In mindcore Lite version 1.1, we open source the end-to-end training framework. The first version brings us the following features:
1) Support 30 + reverse operators, provide common optimizers such as SGD and Adam, and loss functions such as crossenterprise / sparscrossentropy / MSE; It can not only train the model from zero, but also specify the fine-tuning of specific network layer to achieve the purpose of transfer learning;
2) It supports network training such as lenet / alexnet / RESNET / mobilenetv1 / V2 / V3 and effecivenet, and provides complete model loading, conversion and training scripts for users to use and test;
3) Mindspire realizes seamless connection between cloud side training and end side training, and the cloud side model can be directly loaded to the end side for training;
4) It supports checkpoint mechanism, and can quickly resume continuous training after abnormal interruption of training process;
Our end-to-end training framework has been commercially available in AI applications of some Huawei devices, such as home albums, and achieved a good user experience.
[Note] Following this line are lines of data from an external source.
//! # Failover Limiter
//!
//! Sliding-window rate limiter: per-identity request counts in fixed time
//! windows against a caller-supplied ceiling. Fully synchronous; the
//! increment-then-compare sequence contains no suspension point and must
//! stay that way.

#![forbid(unsafe_code)]
#![warn(missing_docs)]

pub mod limiter;

// Re-export main types
pub use limiter::{LimitStatus, RateLimitError, SlidingWindowLimiter, DEFAULT_LIMIT};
4. Quantification after training
With the increasingly common deployment of AI applications in end-side devices, and subject to the limitations of end-side resources, the challenges of model miniaturization and reasoning performance improvement are increasing. Mindspire Lite provides a simple and practical post training quantization function to compress the model size to the greatest extent, reduce memory occupation, improve reasoning speed and reduce power consumption.
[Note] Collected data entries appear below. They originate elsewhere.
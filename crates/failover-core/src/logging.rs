//! Structured logging setup.

use tracing_subscriber::{fmt, layer::SubscriberExt, util::SubscriberInitExt, EnvFilter};

/// Logging configuration
#[derive(Debug, Clone)]
pub struct LoggingConfig {
    /// Default log level when `RUST_LOG` is unset
    pub level: String,
    /// Emit JSON-formatted log lines
    pub json: bool,
}

impl Default for LoggingConfig {
    fn default() -> Self {
        Self {
            level: "info".to_string(),
            json: false,
        }
    }
}

impl LoggingConfig {
    /// Create a new logging configuration
    #[must_use]
    pub fn new() -> Self {
        Self::default()
    }

    /// Set the default log level
    #[must_use]
    pub fn with_level(mut self, level: impl Into<String>) -> Self {
        self.level = level.into();
        self
    }

    /// Enable JSON output
    #[must_use]
    pub fn with_json(mut self, json: bool) -> Self {
        self.json = json;
        self
    }
}

/// Install the global tracing subscriber.
///
/// `RUST_LOG` overrides the configured level. Fails if a subscriber is
/// already installed.
pub fn init_logging(config: &LoggingConfig) -> Result<(), String> {
    let filter = EnvFilter::try_from_default_env()
        .unwrap_or_else(|_| EnvFilter::new(config.level.clone()));

    let registry = tracing_subscriber::registry().with(filter);

    let result = if config.json {
        registry.with(fmt::layer().json()).try_init()
    } else {
        registry.with(fmt::layer()).try_init()
    };

    result.map_err(|e| e.to_string())
}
Compared with quantitative retraining, quantization after training has two obvious advantages: one is that there is no need for a large number of training data sets, and the other is that there is no need for retraining and fast offline conversion. Mindspire Lite post training quantization tool provides two methods: weight quantization and full quantization. It supports 1 ~ 16bit quantization, classification, detection, NLP and other models.
In order to ensure that the accuracy loss of the quantization model after training is small, we use the pipeline combined quantization method. In the first stage, the conventional linear quantization method is used to quantify the weight and activation value, and in the second stage, the quantization error is analyzed, and the statistical method is used to correct the quantization model to compensate for the accuracy loss caused by quantization.
Pipeline combination quantization
Take the TF official website mobilenet_ Taking V2 model as an example, the accuracy of a8w8 (activation value 8bit quantization and weight 8bit quantization) after mindspire Lite training is compared with fp32 model. After loss correction, the accuracy loss is reduced from 0.82% to 0.4%. It is also applicable to 7bit quantization, and the accuracy loss is still no more than 1%.
Fully quantized mobilenet after training_ Comparison of V2 model accuracy
In the HMS face scenario, we quantified the int8 weight of the model (the model size range is 364kb ~ 2.9mb), and the actual end-to-end recognition accuracy fully meets the service requirements. The comparison of the relative accuracy error of the weight quantization accuracy loss correction scheme is as follows. It can be seen that the quantization accuracy loss under the loss correction scheme is significantly reduced.
Comparison of relative accuracy loss of face scene model weight quantization accuracy loss correction scheme
After a large number of internal tests and actual commercial delivery feedback, the effect of pipeline combined quantization method is remarkable, and even the model as small as 300KB still meets the commercial requirements after int8 quantization and compression.
5. Enhanced ease of use
5.1 automatic cutting tool for acceleration Library
In order to meet some scenarios that demand extreme miniaturization of the release package size, we provide a one click clipping tool, which can automatically clip out the minimized mindspire Lite version sufficient to run the model specified in the list according to the model list specified by the user.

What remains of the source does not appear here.